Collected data

Segment Open

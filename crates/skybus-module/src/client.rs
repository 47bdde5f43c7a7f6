//! Module client implementation

use std::net::SocketAddr;
use std::sync::Arc;
use std::time::{Duration, SystemTime, UNIX_EPOCH};

use parking_lot::Mutex;
use serde_json::{json, Map, Value};
use tokio::task::JoinHandle;

use skybus_core::{
    BusResult, ModuleKey, FIELD_MESSAGE_CMD, FIELD_MESSAGE_TYPE, FIELD_ROUTING_TYPE,
    FIELD_SENDER_MODULE_KEY, FIELD_TARGET_ID, ID_FIELD_FEATURES,
    ID_FIELD_HARDWARE_ID, ID_FIELD_HARDWARE_TYPE, ID_FIELD_INSTANCE_TIMESTAMP,
    ID_FIELD_MESSAGE_FILTER, ID_FIELD_MODULE_CLASS, ID_FIELD_MODULE_ID,
    ID_FIELD_MODULE_KEY, ID_FIELD_RESEND, ID_FIELD_VERSION, MODULE_CLASS_GENERIC,
    ROUTING_GROUP, ROUTING_INDIVIDUAL, ROUTING_INTERMODULE, TYPE_MODULE_ID,
};
use skybus_transport::{ChunkSocket, MessageReceiver};

/// Static description of a module instance.
#[derive(Clone, Debug)]
pub struct ModuleConfig {
    pub module_id: String,
    pub module_class: String,
    /// Message types this module wants forwarded to it.
    pub message_filter: Vec<u32>,
    /// Capability strings ("T", "R", "V", "C").
    pub features: Vec<String>,
    pub version: String,
    pub hardware_serial: Option<String>,
    pub hardware_type: i64,
    /// Local bind address; port 0 lets the OS pick.
    pub listen_addr: SocketAddr,
    pub broker_addr: SocketAddr,
    /// Cadence of periodic identity announcements.
    pub announce_interval: Duration,
}

impl Default for ModuleConfig {
    fn default() -> Self {
        ModuleConfig {
            module_id: "module".to_string(),
            module_class: MODULE_CLASS_GENERIC.to_string(),
            message_filter: Vec::new(),
            features: Vec::new(),
            version: env!("CARGO_PKG_VERSION").to_string(),
            hardware_serial: None,
            hardware_type: 0,
            listen_addr: "127.0.0.1:0".parse().unwrap(),
            broker_addr: "127.0.0.1:60000".parse().unwrap(),
            announce_interval: Duration::from_secs(1),
        }
    }
}

struct ClientInner {
    config: ModuleConfig,
    socket: ChunkSocket,
    module_key: ModuleKey,
    /// Stamped once per instance; the broker uses a change to detect a
    /// restart under the same module id.
    instance_timestamp: i64,
    tasks: Mutex<Vec<JoinHandle<()>>>,
}

/// Client handle for one module instance. Clone shares the instance.
#[derive(Clone)]
pub struct ModuleClient {
    inner: Arc<ClientInner>,
}

impl ModuleClient {
    /// Bind the module socket and mint the instance identity.
    pub async fn connect(config: ModuleConfig) -> BusResult<ModuleClient> {
        let socket = ChunkSocket::bind(config.listen_addr, Duration::from_secs(5)).await?;

        let instance_timestamp = SystemTime::now()
            .duration_since(UNIX_EPOCH)
            .map(|d| d.as_secs() as i64)
            .unwrap_or(0);

        Ok(ModuleClient {
            inner: Arc::new(ClientInner {
                config,
                socket,
                module_key: generate_module_key(),
                instance_timestamp,
                tasks: Mutex::new(Vec::new()),
            }),
        })
    }

    pub fn local_addr(&self) -> SocketAddr {
        self.inner.socket.local_addr()
    }

    pub fn module_key(&self) -> &ModuleKey {
        &self.inner.module_key
    }

    /// Start receiving broker-forwarded messages.
    pub fn start(&self) -> BusResult<MessageReceiver> {
        self.inner.socket.start()
    }

    /// Spawn the periodic identity announcement loop.
    pub fn spawn_announcer(&self) {
        let client = self.clone();
        let task = tokio::spawn(async move {
            let mut ticker =
                tokio::time::interval(client.inner.config.announce_interval);
            loop {
                ticker.tick().await;
                if let Err(e) = client.announce(false).await {
                    tracing::warn!("identity announce failed: {}", e);
                }
            }
        });
        self.inner.tasks.lock().push(task);
    }

    /// Stop the announcer and the receive loop. Idempotent.
    pub fn stop(&self) {
        for task in self.inner.tasks.lock().drain(..) {
            task.abort();
        }
        self.inner.socket.stop();
    }

    /// The module's identity message. `resend` asks the broker to reply
    /// with its own identity.
    pub fn identity_json(&self, resend: bool) -> Value {
        let config = &self.inner.config;

        let mut ms = Map::new();
        ms.insert(ID_FIELD_MODULE_ID.into(), json!(config.module_id));
        ms.insert(ID_FIELD_MODULE_CLASS.into(), json!(config.module_class));
        ms.insert(ID_FIELD_MESSAGE_FILTER.into(), json!(config.message_filter));
        ms.insert(ID_FIELD_FEATURES.into(), json!(config.features));
        ms.insert(ID_FIELD_MODULE_KEY.into(), json!(self.inner.module_key.as_str()));
        if let Some(serial) = &config.hardware_serial {
            ms.insert(ID_FIELD_HARDWARE_ID.into(), json!(serial));
            ms.insert(ID_FIELD_HARDWARE_TYPE.into(), json!(config.hardware_type));
        }
        ms.insert(ID_FIELD_VERSION.into(), json!(config.version));
        ms.insert(
            ID_FIELD_INSTANCE_TIMESTAMP.into(),
            json!(self.inner.instance_timestamp),
        );
        ms.insert(ID_FIELD_RESEND.into(), json!(resend));

        let mut envelope = Map::new();
        envelope.insert(FIELD_ROUTING_TYPE.into(), json!(ROUTING_INTERMODULE));
        envelope.insert(FIELD_MESSAGE_TYPE.into(), json!(TYPE_MODULE_ID));
        envelope.insert(FIELD_MESSAGE_CMD.into(), Value::Object(ms));
        Value::Object(envelope)
    }

    /// Announce this module to the broker.
    pub async fn announce(&self, resend: bool) -> BusResult<()> {
        let message = self.identity_json(resend).to_string();
        self.inner
            .socket
            .send_to(message.as_bytes(), self.inner.config.broker_addr)
            .await
    }

    /// Send an application message through the broker.
    ///
    /// `internal` marks intermodule traffic that must never reach the cloud;
    /// otherwise the routing is individual when a target is named and group
    /// when not.
    pub async fn send_message(
        &self,
        target: Option<&str>,
        message_type: u32,
        cmd: Value,
        internal: bool,
    ) -> BusResult<()> {
        let routing = if internal {
            ROUTING_INTERMODULE
        } else if target.is_some() {
            ROUTING_INDIVIDUAL
        } else {
            ROUTING_GROUP
        };

        let mut envelope = Map::new();
        envelope.insert(
            FIELD_SENDER_MODULE_KEY.into(),
            json!(self.inner.module_key.as_str()),
        );
        if let Some(target) = target {
            envelope.insert(FIELD_TARGET_ID.into(), json!(target));
        }
        envelope.insert(FIELD_ROUTING_TYPE.into(), json!(routing));
        envelope.insert(FIELD_MESSAGE_TYPE.into(), json!(message_type));
        envelope.insert(FIELD_MESSAGE_CMD.into(), cmd);

        let message = Value::Object(envelope).to_string();
        self.inner
            .socket
            .send_to(message.as_bytes(), self.inner.config.broker_addr)
            .await
    }
}

/// GUID-shaped instance key; uniqueness across restarts is what matters.
fn generate_module_key() -> ModuleKey {
    let bits: u128 = rand::random();
    ModuleKey::new(format!(
        "{:08X}-{:04X}-{:04X}-{:04X}-{:012X}",
        (bits >> 96) as u32,
        (bits >> 80) as u16,
        (bits >> 64) as u16,
        (bits >> 48) as u16,
        bits & 0xFFFF_FFFF_FFFF,
    ))
}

Segment Closed

# [Directions for this task]
Return every line above where "async" appears.

# [Output for this exercise]
    pub async fn connect(config: ModuleConfig) -> BusResult<ModuleClient> {
        let task = tokio::spawn(async move {
    pub async fn announce(&self, resend: bool) -> BusResult<()> {
    pub async fn send_message(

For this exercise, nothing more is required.